Geschichte & Wissenswertes

Der Conciato Romano wird oft als der älteste Käse Italiens bezeichnet, da seine Herstellungsmethode bereits von römischen Schriftstellern wie Martial und Plinius dem Älteren beschrieben wurde. Tatsächlich reichen seine Wurzeln vermutlich noch weiter zurück, in die Zeit der vorrömischen Bevölkerung Mittelitaliens, der Samniten und Osker, die in den Bergen Kampaniens eine entwickelte Hirtenkultur unterhielten. Schon damals stellte sich das Grundproblem aller mediterranen Hirtengesellschaften: Wie konserviert man die kostbare, im Frühling und Frühsommer reichlich fließende Schafmilch, sodass sie auch in den mageren Wintermonaten nahrhafte Substanz liefert? Die Antwort lautete: durch lange, anaerobe Reifung in versiegelten Tongefäßen.

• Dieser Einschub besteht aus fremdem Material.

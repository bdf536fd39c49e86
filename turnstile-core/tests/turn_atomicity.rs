use turnstile_core::{
    Behavior, Effect, ExceptionKind, RuntimeConfig, Token, Value, runtime::TurnPhase,
};
use turnstile_test_harness::{
    RuntimeHarness,
    behaviors::{self, ACCOUNT, FAULTY, PANICKY, RECORDER},
};

fn init_logging() {
    let _ = tracing_subscriber::fmt()
        .with_env_filter(tracing_subscriber::EnvFilter::from_default_env())
        .try_init();
}

fn faulty_request(fail: bool, witness: &Token) -> Value {
    [("fail", Value::from(fail)), ("witness", Value::from(witness))]
        .into_iter()
        .collect()
}

fn last_logged_effect(harness: &RuntimeHarness) -> Effect {
    let line = harness.store().log_lines().last().expect("nothing logged");
    Effect::from_json(line).unwrap()
}

#[test]
fn successful_turn_applies_everything() {
    init_logging();
    let mut harness = RuntimeHarness::new();
    let witness = harness.create_actor(Behavior::new(RECORDER), Value::Null);
    let faulty = harness.create_actor(
        Behavior::new(FAULTY),
        [("count", 0)].into_iter().collect::<Value>(),
    );

    harness.send(&faulty, faulty_request(false, &witness));

    let memento = harness.actor(&faulty).unwrap();
    assert_eq!(memento.state.int_field("count").unwrap(), 1);
    assert_eq!(memento.behavior, Behavior::new(RECORDER));

    // The witness was told about the child, and the child exists
    let received = behaviors::recorded(&harness.state_of(&witness));
    assert_eq!(received.len(), 1);
    let child = received[0].as_token().unwrap().clone();
    assert!(harness.actor(&child).is_some());
    assert!(harness.turn_faults().is_empty());
}

#[test]
fn failed_turn_is_rolled_back_entirely() {
    init_logging();
    let mut harness = RuntimeHarness::new();
    let witness = harness.create_actor(Behavior::new(RECORDER), Value::Null);
    let faulty = harness.create_actor(
        Behavior::new(FAULTY),
        [("count", 0)].into_iter().collect::<Value>(),
    );
    let before = harness.actor(&faulty).unwrap();

    harness.send(&faulty, faulty_request(true, &witness));

    // State, behavior, creations and sends are all discarded
    assert_eq!(harness.actor(&faulty).unwrap(), before);
    assert!(behaviors::recorded(&harness.state_of(&witness)).is_empty());
    assert_eq!(harness.snapshot().created.len(), 2);
    assert!(harness.pending_events().is_empty());

    let faults = harness.turn_faults();
    assert_eq!(faults.len(), 1);
    assert_eq!(faults[0].token, faulty);
    assert_eq!(faults[0].exception.kind, ExceptionKind::Behavior);
    assert_eq!(faults[0].exception.message, "asked to fail");

    // The aborted effect is still in the log, with what it would have done
    let logged = last_logged_effect(&harness);
    assert!(logged.is_exception());
    assert_eq!(logged.created.len(), 1);
    assert_eq!(logged.sent.len(), 1);
    assert!(logged.update.is_none());

    assert_eq!(harness.phase(), TurnPhase::Idle);
}

#[test]
fn panicking_behavior_is_treated_as_an_exception() {
    init_logging();
    let mut harness = RuntimeHarness::new();
    let panicky = harness.create_actor(Behavior::new(PANICKY), Value::map());

    harness.send(&panicky, Value::Null);

    assert_eq!(harness.state_of(&panicky), Value::map());
    let faults = harness.turn_faults();
    assert_eq!(faults.len(), 1);
    assert_eq!(faults[0].exception.kind, ExceptionKind::Behavior);
    assert_eq!(faults[0].exception.message, "panicky behavior");
}

#[test]
fn fault_in_one_actor_does_not_stop_others() {
    init_logging();
    let mut harness = RuntimeHarness::new();
    let panicky = harness.create_actor(Behavior::new(PANICKY), Value::map());
    let account = harness.create_actor(
        Behavior::new(ACCOUNT),
        [("balance", 42)].into_iter().collect::<Value>(),
    );
    let ok = Token::new("remote", "ok").unwrap();

    harness.send(&panicky, Value::Null);
    harness.send(&account, behaviors::adjust(-2, &ok, &ok));

    assert_eq!(harness.turn_faults().len(), 1);
    assert_eq!(behaviors::balance(&harness.state_of(&account)), 40);
    assert_eq!(harness.outbound().len(), 1);
}

#[test]
fn message_to_missing_actor_is_consumed_with_a_fault() {
    init_logging();
    let mut harness = RuntimeHarness::new();
    let nobody = Token::new("checkpoint", "nobody").unwrap();
    let recorder = harness.create_actor(Behavior::new(RECORDER), Value::Null);

    harness.send(&nobody, "hello");
    harness.send(&recorder, "still running");

    let faults = harness.turn_faults();
    assert_eq!(faults.len(), 1);
    assert_eq!(faults[0].token, nobody);
    assert_eq!(faults[0].exception.kind, ExceptionKind::UnknownActor);
    assert!(harness.pending_events().is_empty());
    assert_eq!(
        behaviors::recorded(&harness.state_of(&recorder)),
        vec![Value::from("still running")]
    );
}

#[test]
fn sequence_numbers_of_discarded_sends_are_not_reused() {
    init_logging();
    let mut harness = RuntimeHarness::new();
    let witness = harness.create_actor(Behavior::new(RECORDER), Value::Null);
    let faulty = harness.create_actor(
        Behavior::new(FAULTY),
        [("count", 0)].into_iter().collect::<Value>(),
    );

    harness.send(&faulty, faulty_request(true, &witness));
    let discarded = last_logged_effect(&harness).sent[0].seq;

    harness.send(&witness, "after");
    // The host send is the second to last effect, the recorder turn the last
    let lines = harness.store().log_lines();
    let host = Effect::from_json(&lines[lines.len() - 2]).unwrap();
    assert!(host.cause.is_none());
    assert!(host.sent[0].seq > discarded);
}

#[test]
fn turn_leaving_state_without_a_logged_form_is_aborted() {
    init_logging();
    let registry = behaviors::registry().with("diverge", |turn, _| {
        turn.state_mut().set("ratio", f64::INFINITY);
        Ok(())
    });
    let mut harness = RuntimeHarness::with_config(RuntimeConfig::default(), registry);
    let before: Value = [("ratio", 1.0)].into_iter().collect();
    let actor = harness.create_actor(Behavior::new("diverge"), before.clone());

    harness.send(&actor, Value::Null);

    assert_eq!(harness.state_of(&actor), before);
    assert_eq!(harness.turn_faults().len(), 1);
    assert_eq!(
        harness.turn_faults()[0].exception.kind,
        ExceptionKind::Behavior
    );
    assert!(harness.durability_failures().is_empty());
    assert_eq!(harness.phase(), TurnPhase::Idle);
}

Seine Heimat ist das Gebiet der Berge von Caserta im nördlichen Kampanien, eine Landschaft aus erloschenen Vulkanen, Eichenwäldern und steilen Weiden, die für intensive Landwirtschaft ungeeignet, für extensive Schafhaltung aber geradezu prädestiniert ist. Die Technik der conciatura, also des Anrichtens oder Verarbeitens, wurde entwickelt, um den Käse über extrem lange Zeiträume haltbar zu machen, indem er in luftdicht verschlossenen Gefäßen reift. Die Produktion beginnt mit der Gewinnung von Schafmilch, die mit Lab dickgelegt und in kleinen Formen gepresst wird. Verwendet wird traditionell Lammlab, das nicht nur die Gerinnung auslöst, sondern auch Lipasen einbringt, die später für die charakteristische scharfe Note mitverantwortlich sind.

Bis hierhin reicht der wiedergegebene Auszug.